▸ Exercise instructions: Print out the records in full, keeping each word unchanged.

▸ Dataset items:
=== Begin Enclosure ===

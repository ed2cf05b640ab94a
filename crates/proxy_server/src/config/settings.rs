//! Configuration structures.
//!
//! The whole surface is one JSON document, loaded once at startup and
//! static for the process lifetime. Sections that are absent fall back to
//! their defaults, so a minimal deployment only names its backend servers.

use std::net::SocketAddr;
use std::time::Duration;

use serde::{Deserialize, Serialize};

use crate::balancer::DEFAULT_OCCUPANCY_THRESHOLD;
use crate::error::ProxyError;

/// Root configuration object.
#[derive(Debug, Clone, Serialize, Deserialize)]
pub struct Config {
    /// Address the game-protocol listener binds to.
    #[serde(default = "defaults::bind_address")]
    pub bind_address: String,

    /// Server-list description advertised through the protocol status query.
    #[serde(default = "defaults::motd")]
    pub motd: String,

    /// Advertised player capacity.
    #[serde(default = "defaults::max_players")]
    pub max_players: u32,

    /// Group newly accepted connections are routed into.
    #[serde(default = "defaults::default_group")]
    pub default_group: String,

    /// Backend topology: groups and their servers.
    #[serde(default)]
    pub groups: Vec<GroupSettings>,

    #[serde(default)]
    pub whitelist: WhitelistSettings,

    #[serde(default)]
    pub load_balancer: LoadBalancerSettings,

    #[serde(default)]
    pub web: WebSettings,

    #[serde(default)]
    pub logging: LoggingSettings,
}

/// One named group of backend servers.
#[derive(Debug, Clone, Serialize, Deserialize)]
pub struct GroupSettings {
    pub name: String,
    #[serde(default)]
    pub servers: Vec<ServerEntry>,
}

/// One backend server inside a group.
#[derive(Debug, Clone, Serialize, Deserialize)]
pub struct ServerEntry {
    pub name: String,
    pub address: String,
}

/// Display-name allow list applied at the connection gate.
#[derive(Debug, Clone, Default, Serialize, Deserialize)]
pub struct WhitelistSettings {
    #[serde(default)]
    pub enabled: bool,
    #[serde(default)]
    pub players: Vec<String>,
}

impl WhitelistSettings {
    /// Whether `display_name` may join. Comparison ignores letter case;
    /// with the gate disabled everyone is admitted.
    pub fn permits(&self, display_name: &str) -> bool {
        !self.enabled
            || self
                .players
                .iter()
                .any(|p| p.eq_ignore_ascii_case(display_name))
    }
}

/// Load-balanced transfer handling.
#[derive(Debug, Clone, Serialize, Deserialize)]
pub struct LoadBalancerSettings {
    /// Server or group names whose transfers get rebalanced. Empty turns
    /// the feature off.
    #[serde(default)]
    pub targets: Vec<String>,

    /// Player count at which a server counts as highly occupied.
    #[serde(default = "defaults::occupancy_threshold")]
    pub occupancy_threshold: u32,
}

impl Default for LoadBalancerSettings {
    fn default() -> Self {
        Self {
            targets: Vec::new(),
            occupancy_threshold: DEFAULT_OCCUPANCY_THRESHOLD,
        }
    }
}

/// Status endpoint and peer federation settings.
#[derive(Debug, Clone, Serialize, Deserialize)]
pub struct WebSettings {
    /// Listen port for the status endpoint, in the `":<port>"` form. A
    /// full `host:port` address is accepted as well.
    #[serde(default = "defaults::web_port")]
    pub port: String,

    /// Status URLs of the other proxy instances in the federation.
    #[serde(default)]
    pub other_servers: Vec<String>,

    /// Seconds between aggregation cycles.
    #[serde(default = "defaults::poll_interval_secs")]
    pub poll_interval_secs: u64,

    /// Per-peer request timeout in seconds.
    #[serde(default = "defaults::request_timeout_secs")]
    pub request_timeout_secs: u64,
}

impl Default for WebSettings {
    fn default() -> Self {
        Self {
            port: defaults::web_port(),
            other_servers: Vec::new(),
            poll_interval_secs: defaults::poll_interval_secs(),
            request_timeout_secs: defaults::request_timeout_secs(),
        }
    }
}

impl WebSettings {
    /// Resolves the `":<port>"` shorthand to an all-interfaces address.
    pub fn listen_addr(&self) -> Result<SocketAddr, ProxyError> {
        let addr = if self.port.starts_with(':') {
            format!("0.0.0.0{}", self.port)
        } else {
            self.port.clone()
        };
        addr.parse()
            .map_err(|e| ProxyError::Config(format!("invalid web port {:?}: {e}", self.port)))
    }

    pub fn poll_interval(&self) -> Duration {
        Duration::from_secs(self.poll_interval_secs)
    }

    pub fn request_timeout(&self) -> Duration {
        Duration::from_secs(self.request_timeout_secs)
    }
}

/// Logging configuration.
#[derive(Debug, Clone, Serialize, Deserialize)]
pub struct LoggingSettings {
    /// Level filter: "trace", "debug", "info", "warn" or "error".
    #[serde(default = "defaults::log_level")]
    pub level: String,

    /// Structured JSON output instead of the human-readable format.
    #[serde(default)]
    pub json_format: bool,
}

impl Default for LoggingSettings {
    fn default() -> Self {
        Self {
            level: defaults::log_level(),
            json_format: false,
        }
    }
}

impl Config {
    pub fn bind_addr(&self) -> Result<SocketAddr, ProxyError> {
        self.bind_address
            .parse()
            .map_err(|e| ProxyError::Config(format!("invalid bind address {:?}: {e}", self.bind_address)))
    }
}

impl Default for Config {
    fn default() -> Self {
        Self {
            bind_address: defaults::bind_address(),
            motd: defaults::motd(),
            max_players: defaults::max_players(),
            default_group: defaults::default_group(),
            groups: vec![GroupSettings {
                name: defaults::default_group(),
                servers: vec![ServerEntry {
                    name: "lobby-1".to_string(),
                    address: "127.0.0.1:20001".to_string(),
                }],
            }],
            whitelist: WhitelistSettings::default(),
            load_balancer: LoadBalancerSettings::default(),
            web: WebSettings::default(),
            logging: LoggingSettings::default(),
        }
    }
}

mod defaults {
    use crate::balancer::DEFAULT_OCCUPANCY_THRESHOLD;

    pub fn bind_address() -> String {
        "0.0.0.0:19132".to_string()
    }

    pub fn motd() -> String {
        "Waypoint Proxy".to_string()
    }

    pub fn max_players() -> u32 {
        100
    }

    pub fn default_group() -> String {
        "lobby".to_string()
    }

    pub fn occupancy_threshold() -> u32 {
        DEFAULT_OCCUPANCY_THRESHOLD
    }

    pub fn web_port() -> String {
        ":8080".to_string()
    }

    pub fn poll_interval_secs() -> u64 {
        30
    }

    pub fn request_timeout_secs() -> u64 {
        3
    }

    pub fn log_level() -> String {
        "info".to_string()
    }
}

=== End Enclosure ===

▸ Response area:
repository ed2cf05b640ab94a
filename crates/proxy_server/src/config/settings.rs
//! Configuration structures.
//!
//! The whole surface is one JSON document, loaded once at startup and
//! static for the process lifetime. Sections that are absent fall back to
//! their defaults, so a minimal deployment only names its backend servers.

use std::net::SocketAddr;
use std::time::Duration;

use serde::{Deserialize, Serialize};

use crate::balancer::DEFAULT_OCCUPANCY_THRESHOLD;
use crate::error::ProxyError;

/// Root configuration object.
#[derive(Debug, Clone, Serialize, Deserialize)]
pub struct Config {
    /// Address the game-protocol listener binds to.
    #[serde(default = "defaults::bind_address")]
    pub bind_address: String,

    /// Server-list description advertised through the protocol status query.
    #[serde(default = "defaults::motd")]
    pub motd: String,

    /// Advertised player capacity.
    #[serde(default = "defaults::max_players")]
    pub max_players: u32,

    /// Group newly accepted connections are routed into.
    #[serde(default = "defaults::default_group")]
    pub default_group: String,

    /// Backend topology: groups and their servers.
    #[serde(default)]
    pub groups: Vec<GroupSettings>,

    #[serde(default)]
    pub whitelist: WhitelistSettings,

    #[serde(default)]
    pub load_balancer: LoadBalancerSettings,

    #[serde(default)]
    pub web: WebSettings,

    #[serde(default)]
    pub logging: LoggingSettings,
}

/// One named group of backend servers.
#[derive(Debug, Clone, Serialize, Deserialize)]
pub struct GroupSettings {
    pub name: String,
    #[serde(default)]
    pub servers: Vec<ServerEntry>,
}

/// One backend server inside a group.
#[derive(Debug, Clone, Serialize, Deserialize)]
pub struct ServerEntry {
    pub name: String,
    pub address: String,
}

/// Display-name allow list applied at the connection gate.
#[derive(Debug, Clone, Default, Serialize, Deserialize)]
pub struct WhitelistSettings {
    #[serde(default)]
    pub enabled: bool,
    #[serde(default)]
    pub players: Vec<String>,
}

impl WhitelistSettings {
    /// Whether `display_name` may join. Comparison ignores letter case;
    /// with the gate disabled everyone is admitted.
    pub fn permits(&self, display_name: &str) -> bool {
        !self.enabled
            || self
                .players
                .iter()
                .any(|p| p.eq_ignore_ascii_case(display_name))
    }
}

/// Load-balanced transfer handling.
#[derive(Debug, Clone, Serialize, Deserialize)]
pub struct LoadBalancerSettings {
    /// Server or group names whose transfers get rebalanced. Empty turns
    /// the feature off.
    #[serde(default)]
    pub targets: Vec<String>,

    /// Player count at which a server counts as highly occupied.
    #[serde(default = "defaults::occupancy_threshold")]
    pub occupancy_threshold: u32,
}

impl Default for LoadBalancerSettings {
    fn default() -> Self {
        Self {
            targets: Vec::new(),
            occupancy_threshold: DEFAULT_OCCUPANCY_THRESHOLD,
        }
    }
}

/// Status endpoint and peer federation settings.
#[derive(Debug, Clone, Serialize, Deserialize)]
pub struct WebSettings {
    /// Listen port for the status endpoint, in the `":<port>"` form. A
    /// full `host:port` address is accepted as well.
    #[serde(default = "defaults::web_port")]
    pub port: String,

    /// Status URLs of the other proxy instances in the federation.
    #[serde(default)]
    pub other_servers: Vec<String>,

    /// Seconds between aggregation cycles.
    #[serde(default = "defaults::poll_interval_secs")]
    pub poll_interval_secs: u64,

    /// Per-peer request timeout in seconds.
    #[serde(default = "defaults::request_timeout_secs")]
    pub request_timeout_secs: u64,
}

impl Default for WebSettings {
    fn default() -> Self {
        Self {
            port: defaults::web_port(),
            other_servers: Vec::new(),
            poll_interval_secs: defaults::poll_interval_secs(),
            request_timeout_secs: defaults::request_timeout_secs(),
        }
    }
}

impl WebSettings {
    /// Resolves the `":<port>"` shorthand to an all-interfaces address.
    pub fn listen_addr(&self) -> Result<SocketAddr, ProxyError> {
        let addr = if self.port.starts_with(':') {
            format!("0.0.0.0{}", self.port)
        } else {
            self.port.clone()
        };
        addr.parse()
            .map_err(|e| ProxyError::Config(format!("invalid web port {:?}: {e}", self.port)))
    }

    pub fn poll_interval(&self) -> Duration {
        Duration::from_secs(self.poll_interval_secs)
    }

    pub fn request_timeout(&self) -> Duration {
        Duration::from_secs(self.request_timeout_secs)
    }
}

/// Logging configuration.
#[derive(Debug, Clone, Serialize, Deserialize)]
pub struct LoggingSettings {
    /// Level filter: "trace", "debug", "info", "warn" or "error".
    #[serde(default = "defaults::log_level")]
    pub level: String,

    /// Structured JSON output instead of the human-readable format.
    #[serde(default)]
    pub json_format: bool,
}

impl Default for LoggingSettings {
    fn default() -> Self {
        Self {
            level: defaults::log_level(),
            json_format: false,
        }
    }
}

impl Config {
    pub fn bind_addr(&self) -> Result<SocketAddr, ProxyError> {
        self.bind_address
            .parse()
            .map_err(|e| ProxyError::Config(format!("invalid bind address {:?}: {e}", self.bind_address)))
    }
}

impl Default for Config {
    fn default() -> Self {
        Self {
            bind_address: defaults::bind_address(),
            motd: defaults::motd(),
            max_players: defaults::max_players(),
            default_group: defaults::default_group(),
            groups: vec![GroupSettings {
                name: defaults::default_group(),
                servers: vec![ServerEntry {
                    name: "lobby-1".to_string(),
                    address: "127.0.0.1:20001".to_string(),
                }],
            }],
            whitelist: WhitelistSettings::default(),
            load_balancer: LoadBalancerSettings::default(),
            web: WebSettings::default(),
            logging: LoggingSettings::default(),
        }
    }
}

mod defaults {
    use crate::balancer::DEFAULT_OCCUPANCY_THRESHOLD;

    pub fn bind_address() -> String {
        "0.0.0.0:19132".to_string()
    }

    pub fn motd() -> String {
        "Waypoint Proxy".to_string()
    }

    pub fn max_players() -> u32 {
        100
    }

    pub fn default_group() -> String {
        "lobby".to_string()
    }

    pub fn occupancy_threshold() -> u32 {
        DEFAULT_OCCUPANCY_THRESHOLD
    }

    pub fn web_port() -> String {
        ":8080".to_string()
    }

    pub fn poll_interval_secs() -> u64 {
        30
    }

    pub fn request_timeout_secs() -> u64 {
        3
    }

    pub fn log_level() -> String {
        "info".to_string()
    }
}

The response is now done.